## Task statement
Go over the records and copy every line with the string "TcpListener".

(Dataset records begins)

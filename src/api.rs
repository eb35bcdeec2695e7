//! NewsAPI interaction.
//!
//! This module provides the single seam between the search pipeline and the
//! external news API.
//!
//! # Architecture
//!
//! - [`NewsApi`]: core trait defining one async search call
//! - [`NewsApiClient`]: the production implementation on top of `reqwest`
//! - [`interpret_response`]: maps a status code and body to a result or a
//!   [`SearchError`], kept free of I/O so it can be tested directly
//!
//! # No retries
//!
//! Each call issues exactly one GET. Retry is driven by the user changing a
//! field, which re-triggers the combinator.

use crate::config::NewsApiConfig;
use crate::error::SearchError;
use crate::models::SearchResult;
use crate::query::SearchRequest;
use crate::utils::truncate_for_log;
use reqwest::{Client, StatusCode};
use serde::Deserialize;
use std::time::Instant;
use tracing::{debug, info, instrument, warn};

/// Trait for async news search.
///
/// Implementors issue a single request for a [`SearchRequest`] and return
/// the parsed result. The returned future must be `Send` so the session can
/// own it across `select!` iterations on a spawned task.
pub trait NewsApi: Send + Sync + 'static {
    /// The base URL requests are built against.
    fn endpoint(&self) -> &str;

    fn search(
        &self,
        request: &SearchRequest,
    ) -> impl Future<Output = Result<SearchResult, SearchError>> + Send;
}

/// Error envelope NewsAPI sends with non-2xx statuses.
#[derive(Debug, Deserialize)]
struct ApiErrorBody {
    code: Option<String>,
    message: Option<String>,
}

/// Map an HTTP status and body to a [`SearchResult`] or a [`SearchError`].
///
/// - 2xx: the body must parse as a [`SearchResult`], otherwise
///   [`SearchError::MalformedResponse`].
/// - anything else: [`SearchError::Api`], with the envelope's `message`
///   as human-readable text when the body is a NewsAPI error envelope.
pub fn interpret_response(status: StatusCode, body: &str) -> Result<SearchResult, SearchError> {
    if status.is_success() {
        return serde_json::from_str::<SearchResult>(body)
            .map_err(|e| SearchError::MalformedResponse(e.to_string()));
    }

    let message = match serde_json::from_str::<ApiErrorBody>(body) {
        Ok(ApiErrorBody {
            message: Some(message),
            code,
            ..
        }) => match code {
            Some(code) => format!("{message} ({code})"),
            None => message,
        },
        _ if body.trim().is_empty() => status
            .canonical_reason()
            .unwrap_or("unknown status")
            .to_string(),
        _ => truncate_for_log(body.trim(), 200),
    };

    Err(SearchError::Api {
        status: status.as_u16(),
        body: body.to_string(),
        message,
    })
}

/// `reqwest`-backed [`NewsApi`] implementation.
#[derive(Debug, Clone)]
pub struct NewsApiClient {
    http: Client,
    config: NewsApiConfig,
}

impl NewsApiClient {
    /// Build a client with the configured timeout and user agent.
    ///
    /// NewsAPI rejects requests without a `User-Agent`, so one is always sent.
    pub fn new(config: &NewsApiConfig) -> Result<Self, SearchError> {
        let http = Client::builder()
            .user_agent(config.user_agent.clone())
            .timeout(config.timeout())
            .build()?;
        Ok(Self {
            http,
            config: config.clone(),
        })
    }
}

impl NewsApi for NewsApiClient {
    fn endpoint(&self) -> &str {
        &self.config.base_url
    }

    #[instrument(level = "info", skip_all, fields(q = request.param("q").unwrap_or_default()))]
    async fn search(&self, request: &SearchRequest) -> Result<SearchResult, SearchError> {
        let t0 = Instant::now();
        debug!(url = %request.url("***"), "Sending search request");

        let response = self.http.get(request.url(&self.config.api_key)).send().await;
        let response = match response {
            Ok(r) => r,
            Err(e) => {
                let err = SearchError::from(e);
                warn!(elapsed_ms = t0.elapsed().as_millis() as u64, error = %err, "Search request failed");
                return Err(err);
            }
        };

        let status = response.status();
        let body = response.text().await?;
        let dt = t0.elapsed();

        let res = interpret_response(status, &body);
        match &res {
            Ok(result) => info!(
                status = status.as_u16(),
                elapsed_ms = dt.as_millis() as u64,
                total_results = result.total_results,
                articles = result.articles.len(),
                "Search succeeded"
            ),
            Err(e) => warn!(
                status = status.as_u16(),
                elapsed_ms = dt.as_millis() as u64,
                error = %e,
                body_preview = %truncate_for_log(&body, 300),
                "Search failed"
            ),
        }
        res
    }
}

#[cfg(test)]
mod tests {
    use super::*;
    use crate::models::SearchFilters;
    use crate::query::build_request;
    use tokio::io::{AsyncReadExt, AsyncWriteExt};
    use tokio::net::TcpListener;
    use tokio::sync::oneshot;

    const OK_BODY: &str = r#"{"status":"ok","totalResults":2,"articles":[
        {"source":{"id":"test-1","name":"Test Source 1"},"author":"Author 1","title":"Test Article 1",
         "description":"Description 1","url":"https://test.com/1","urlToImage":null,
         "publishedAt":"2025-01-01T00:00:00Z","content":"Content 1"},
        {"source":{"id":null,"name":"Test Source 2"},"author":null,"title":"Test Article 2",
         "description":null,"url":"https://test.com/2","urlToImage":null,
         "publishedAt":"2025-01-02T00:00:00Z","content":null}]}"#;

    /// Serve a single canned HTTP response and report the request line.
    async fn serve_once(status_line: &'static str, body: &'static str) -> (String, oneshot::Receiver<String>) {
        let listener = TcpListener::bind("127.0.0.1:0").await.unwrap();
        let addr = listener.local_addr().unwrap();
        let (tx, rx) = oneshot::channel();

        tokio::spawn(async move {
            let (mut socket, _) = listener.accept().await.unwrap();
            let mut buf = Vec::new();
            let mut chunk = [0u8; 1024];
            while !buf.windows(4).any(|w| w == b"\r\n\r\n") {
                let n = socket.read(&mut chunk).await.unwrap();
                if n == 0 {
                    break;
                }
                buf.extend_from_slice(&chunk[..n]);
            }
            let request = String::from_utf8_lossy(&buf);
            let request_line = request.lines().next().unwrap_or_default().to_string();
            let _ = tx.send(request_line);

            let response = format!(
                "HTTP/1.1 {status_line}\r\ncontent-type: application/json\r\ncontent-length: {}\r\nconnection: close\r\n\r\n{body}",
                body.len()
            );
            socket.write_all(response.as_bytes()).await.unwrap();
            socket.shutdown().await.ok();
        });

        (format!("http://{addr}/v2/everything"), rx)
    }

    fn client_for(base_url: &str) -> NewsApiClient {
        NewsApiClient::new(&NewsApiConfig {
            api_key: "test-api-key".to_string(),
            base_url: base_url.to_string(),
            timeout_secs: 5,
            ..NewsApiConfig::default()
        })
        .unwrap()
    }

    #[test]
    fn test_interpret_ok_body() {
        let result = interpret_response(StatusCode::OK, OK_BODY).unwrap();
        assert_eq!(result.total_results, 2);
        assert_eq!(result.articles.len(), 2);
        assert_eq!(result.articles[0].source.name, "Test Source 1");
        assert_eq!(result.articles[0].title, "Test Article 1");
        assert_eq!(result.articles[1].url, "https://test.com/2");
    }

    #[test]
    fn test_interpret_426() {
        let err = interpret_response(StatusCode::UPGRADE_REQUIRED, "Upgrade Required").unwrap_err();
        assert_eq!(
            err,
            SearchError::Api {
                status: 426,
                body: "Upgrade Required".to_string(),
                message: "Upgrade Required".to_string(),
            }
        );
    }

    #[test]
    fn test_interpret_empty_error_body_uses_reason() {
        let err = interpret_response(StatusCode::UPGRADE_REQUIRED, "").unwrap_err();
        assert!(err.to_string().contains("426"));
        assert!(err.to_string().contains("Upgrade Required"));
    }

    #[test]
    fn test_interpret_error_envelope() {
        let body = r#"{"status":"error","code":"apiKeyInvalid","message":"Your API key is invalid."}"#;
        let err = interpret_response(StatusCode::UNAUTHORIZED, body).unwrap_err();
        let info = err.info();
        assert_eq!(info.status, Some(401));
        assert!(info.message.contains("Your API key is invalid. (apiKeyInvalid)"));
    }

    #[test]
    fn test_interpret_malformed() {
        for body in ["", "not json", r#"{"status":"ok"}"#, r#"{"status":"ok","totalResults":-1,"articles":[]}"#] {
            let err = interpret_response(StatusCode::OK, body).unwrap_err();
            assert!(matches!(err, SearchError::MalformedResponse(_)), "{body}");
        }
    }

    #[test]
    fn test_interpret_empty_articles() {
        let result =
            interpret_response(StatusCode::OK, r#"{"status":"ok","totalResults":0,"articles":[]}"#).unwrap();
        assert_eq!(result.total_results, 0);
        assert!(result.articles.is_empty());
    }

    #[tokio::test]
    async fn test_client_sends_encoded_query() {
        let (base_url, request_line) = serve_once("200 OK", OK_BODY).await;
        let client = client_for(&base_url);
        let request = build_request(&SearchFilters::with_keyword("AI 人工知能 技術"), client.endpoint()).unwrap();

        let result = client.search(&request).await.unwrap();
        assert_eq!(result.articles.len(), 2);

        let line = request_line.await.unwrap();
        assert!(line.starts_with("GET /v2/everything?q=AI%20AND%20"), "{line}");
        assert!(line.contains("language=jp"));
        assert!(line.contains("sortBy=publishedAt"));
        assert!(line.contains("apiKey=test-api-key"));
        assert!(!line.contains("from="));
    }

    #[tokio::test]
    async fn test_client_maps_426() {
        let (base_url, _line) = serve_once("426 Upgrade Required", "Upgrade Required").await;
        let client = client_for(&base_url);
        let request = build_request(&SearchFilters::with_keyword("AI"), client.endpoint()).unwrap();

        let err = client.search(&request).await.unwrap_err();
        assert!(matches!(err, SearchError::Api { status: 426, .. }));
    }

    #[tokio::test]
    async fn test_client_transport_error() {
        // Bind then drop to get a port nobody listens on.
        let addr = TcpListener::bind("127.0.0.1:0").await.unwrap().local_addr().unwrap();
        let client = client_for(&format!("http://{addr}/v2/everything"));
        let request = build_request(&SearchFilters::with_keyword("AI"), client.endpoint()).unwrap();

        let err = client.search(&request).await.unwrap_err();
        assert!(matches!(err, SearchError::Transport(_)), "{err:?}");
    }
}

(Dataset records ends)
(Dataset records begins)

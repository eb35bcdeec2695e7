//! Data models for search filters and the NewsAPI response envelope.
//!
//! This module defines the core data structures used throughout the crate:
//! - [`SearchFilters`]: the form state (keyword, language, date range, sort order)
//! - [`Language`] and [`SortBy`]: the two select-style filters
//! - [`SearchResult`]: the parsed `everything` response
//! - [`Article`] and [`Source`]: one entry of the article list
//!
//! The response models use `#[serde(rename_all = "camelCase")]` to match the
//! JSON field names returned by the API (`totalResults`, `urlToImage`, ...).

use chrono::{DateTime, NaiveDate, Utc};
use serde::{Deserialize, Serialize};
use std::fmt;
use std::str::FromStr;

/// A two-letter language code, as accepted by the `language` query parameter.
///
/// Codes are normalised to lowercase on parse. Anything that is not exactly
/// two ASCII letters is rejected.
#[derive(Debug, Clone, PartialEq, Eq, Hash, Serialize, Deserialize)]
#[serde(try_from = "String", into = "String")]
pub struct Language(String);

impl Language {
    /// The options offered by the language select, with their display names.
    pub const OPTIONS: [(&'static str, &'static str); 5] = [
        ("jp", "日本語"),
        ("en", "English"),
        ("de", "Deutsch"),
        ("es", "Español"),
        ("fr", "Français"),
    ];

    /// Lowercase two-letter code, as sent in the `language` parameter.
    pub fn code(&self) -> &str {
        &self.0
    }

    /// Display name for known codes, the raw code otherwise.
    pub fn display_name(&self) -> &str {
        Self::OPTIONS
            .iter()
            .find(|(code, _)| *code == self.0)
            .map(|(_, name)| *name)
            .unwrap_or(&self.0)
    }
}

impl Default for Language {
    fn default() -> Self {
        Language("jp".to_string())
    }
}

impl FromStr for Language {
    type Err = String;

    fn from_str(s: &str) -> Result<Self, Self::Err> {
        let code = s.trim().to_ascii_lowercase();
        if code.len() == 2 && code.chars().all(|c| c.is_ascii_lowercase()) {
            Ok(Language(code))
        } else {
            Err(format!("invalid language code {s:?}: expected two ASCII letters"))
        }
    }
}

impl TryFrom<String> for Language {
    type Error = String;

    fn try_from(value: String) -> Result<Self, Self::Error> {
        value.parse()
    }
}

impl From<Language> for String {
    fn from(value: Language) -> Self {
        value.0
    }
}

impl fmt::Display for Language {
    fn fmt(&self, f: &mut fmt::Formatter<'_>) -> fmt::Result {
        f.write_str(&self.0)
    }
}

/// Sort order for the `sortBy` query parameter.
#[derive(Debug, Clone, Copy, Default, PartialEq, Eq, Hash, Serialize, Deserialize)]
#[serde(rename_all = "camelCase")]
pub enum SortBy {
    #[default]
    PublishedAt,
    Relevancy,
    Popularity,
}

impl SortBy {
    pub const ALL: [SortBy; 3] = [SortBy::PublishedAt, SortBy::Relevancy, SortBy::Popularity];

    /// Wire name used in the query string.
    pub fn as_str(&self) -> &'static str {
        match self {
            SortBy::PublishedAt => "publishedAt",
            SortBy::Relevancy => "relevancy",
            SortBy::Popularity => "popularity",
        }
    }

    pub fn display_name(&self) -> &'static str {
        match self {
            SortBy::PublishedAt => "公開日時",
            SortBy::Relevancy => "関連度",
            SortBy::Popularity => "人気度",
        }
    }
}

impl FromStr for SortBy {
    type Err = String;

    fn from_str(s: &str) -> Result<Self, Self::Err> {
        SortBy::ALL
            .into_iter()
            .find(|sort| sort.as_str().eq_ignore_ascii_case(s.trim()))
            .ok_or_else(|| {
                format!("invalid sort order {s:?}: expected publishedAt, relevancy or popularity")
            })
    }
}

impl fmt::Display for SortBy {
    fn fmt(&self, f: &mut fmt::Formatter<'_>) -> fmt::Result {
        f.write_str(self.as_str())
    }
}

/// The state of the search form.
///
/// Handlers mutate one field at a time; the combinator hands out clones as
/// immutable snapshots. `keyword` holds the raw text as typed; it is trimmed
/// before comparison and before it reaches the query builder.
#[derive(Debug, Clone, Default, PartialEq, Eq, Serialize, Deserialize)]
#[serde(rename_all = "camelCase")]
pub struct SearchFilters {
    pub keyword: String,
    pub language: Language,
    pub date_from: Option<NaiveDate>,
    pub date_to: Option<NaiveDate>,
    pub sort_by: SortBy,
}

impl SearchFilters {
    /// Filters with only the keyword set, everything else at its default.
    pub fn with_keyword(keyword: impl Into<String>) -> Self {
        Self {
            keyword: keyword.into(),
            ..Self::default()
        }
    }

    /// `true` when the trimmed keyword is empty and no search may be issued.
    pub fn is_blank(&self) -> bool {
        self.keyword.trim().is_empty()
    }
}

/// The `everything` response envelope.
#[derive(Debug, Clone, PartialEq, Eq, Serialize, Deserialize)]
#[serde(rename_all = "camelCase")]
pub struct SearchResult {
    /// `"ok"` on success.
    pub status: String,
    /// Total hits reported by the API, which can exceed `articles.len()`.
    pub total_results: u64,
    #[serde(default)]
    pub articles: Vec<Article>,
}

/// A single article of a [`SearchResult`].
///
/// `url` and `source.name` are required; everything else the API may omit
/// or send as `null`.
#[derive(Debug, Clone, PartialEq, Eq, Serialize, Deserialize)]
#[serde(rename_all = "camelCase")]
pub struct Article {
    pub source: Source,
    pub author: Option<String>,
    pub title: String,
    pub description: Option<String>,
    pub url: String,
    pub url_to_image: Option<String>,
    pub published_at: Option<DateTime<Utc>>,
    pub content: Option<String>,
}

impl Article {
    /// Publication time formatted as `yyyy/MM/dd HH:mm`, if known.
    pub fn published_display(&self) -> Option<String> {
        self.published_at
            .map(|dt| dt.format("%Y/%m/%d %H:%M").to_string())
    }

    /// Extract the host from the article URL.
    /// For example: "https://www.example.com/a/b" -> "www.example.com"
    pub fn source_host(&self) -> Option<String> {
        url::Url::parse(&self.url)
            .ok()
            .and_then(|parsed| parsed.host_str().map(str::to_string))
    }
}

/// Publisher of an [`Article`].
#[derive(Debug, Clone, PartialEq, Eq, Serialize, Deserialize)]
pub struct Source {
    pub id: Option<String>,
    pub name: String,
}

(Dataset records ends)
(Dataset records begins)

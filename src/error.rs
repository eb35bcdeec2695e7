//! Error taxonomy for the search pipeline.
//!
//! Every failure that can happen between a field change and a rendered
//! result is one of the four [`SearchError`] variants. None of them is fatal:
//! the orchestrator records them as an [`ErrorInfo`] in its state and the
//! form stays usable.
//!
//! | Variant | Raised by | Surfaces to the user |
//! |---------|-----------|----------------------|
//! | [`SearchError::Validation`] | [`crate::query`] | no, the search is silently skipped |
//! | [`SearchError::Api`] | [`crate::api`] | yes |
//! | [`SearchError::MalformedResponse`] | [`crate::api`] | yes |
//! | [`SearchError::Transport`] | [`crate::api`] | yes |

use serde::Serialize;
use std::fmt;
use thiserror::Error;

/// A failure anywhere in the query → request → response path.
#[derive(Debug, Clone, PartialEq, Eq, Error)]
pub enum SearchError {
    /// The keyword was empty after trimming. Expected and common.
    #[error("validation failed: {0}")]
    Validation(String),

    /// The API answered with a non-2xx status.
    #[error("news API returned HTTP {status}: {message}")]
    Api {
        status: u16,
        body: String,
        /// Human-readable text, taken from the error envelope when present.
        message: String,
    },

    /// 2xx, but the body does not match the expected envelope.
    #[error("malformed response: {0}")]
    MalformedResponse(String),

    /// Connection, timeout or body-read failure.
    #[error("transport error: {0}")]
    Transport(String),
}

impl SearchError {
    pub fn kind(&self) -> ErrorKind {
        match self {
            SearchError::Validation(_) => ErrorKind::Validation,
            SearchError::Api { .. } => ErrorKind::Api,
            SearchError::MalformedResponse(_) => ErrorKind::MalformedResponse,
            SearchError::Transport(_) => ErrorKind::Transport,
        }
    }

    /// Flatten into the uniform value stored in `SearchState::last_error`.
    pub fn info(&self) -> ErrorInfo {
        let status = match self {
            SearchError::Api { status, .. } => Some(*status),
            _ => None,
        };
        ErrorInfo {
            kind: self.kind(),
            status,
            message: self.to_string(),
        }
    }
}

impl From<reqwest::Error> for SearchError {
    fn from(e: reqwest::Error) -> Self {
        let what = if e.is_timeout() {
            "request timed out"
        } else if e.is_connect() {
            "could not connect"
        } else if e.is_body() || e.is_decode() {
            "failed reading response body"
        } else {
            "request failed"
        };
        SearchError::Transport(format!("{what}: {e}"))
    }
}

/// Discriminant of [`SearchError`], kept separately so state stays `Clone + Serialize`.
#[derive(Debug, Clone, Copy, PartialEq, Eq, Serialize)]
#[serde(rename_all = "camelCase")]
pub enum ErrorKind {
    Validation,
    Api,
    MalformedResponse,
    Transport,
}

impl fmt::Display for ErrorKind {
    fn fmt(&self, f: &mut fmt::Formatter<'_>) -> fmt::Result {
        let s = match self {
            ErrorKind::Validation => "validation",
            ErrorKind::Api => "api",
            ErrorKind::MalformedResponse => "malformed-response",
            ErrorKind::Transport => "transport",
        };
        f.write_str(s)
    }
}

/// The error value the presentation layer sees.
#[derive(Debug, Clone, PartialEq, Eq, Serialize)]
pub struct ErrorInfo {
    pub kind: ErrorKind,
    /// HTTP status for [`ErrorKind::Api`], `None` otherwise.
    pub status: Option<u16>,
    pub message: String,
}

(Dataset records ends)

## Task response
    use tokio::net::TcpListener;
        let listener = TcpListener::bind("127.0.0.1:0").await.unwrap();
        let addr = TcpListener::bind("127.0.0.1:0").await.unwrap().local_addr().unwrap();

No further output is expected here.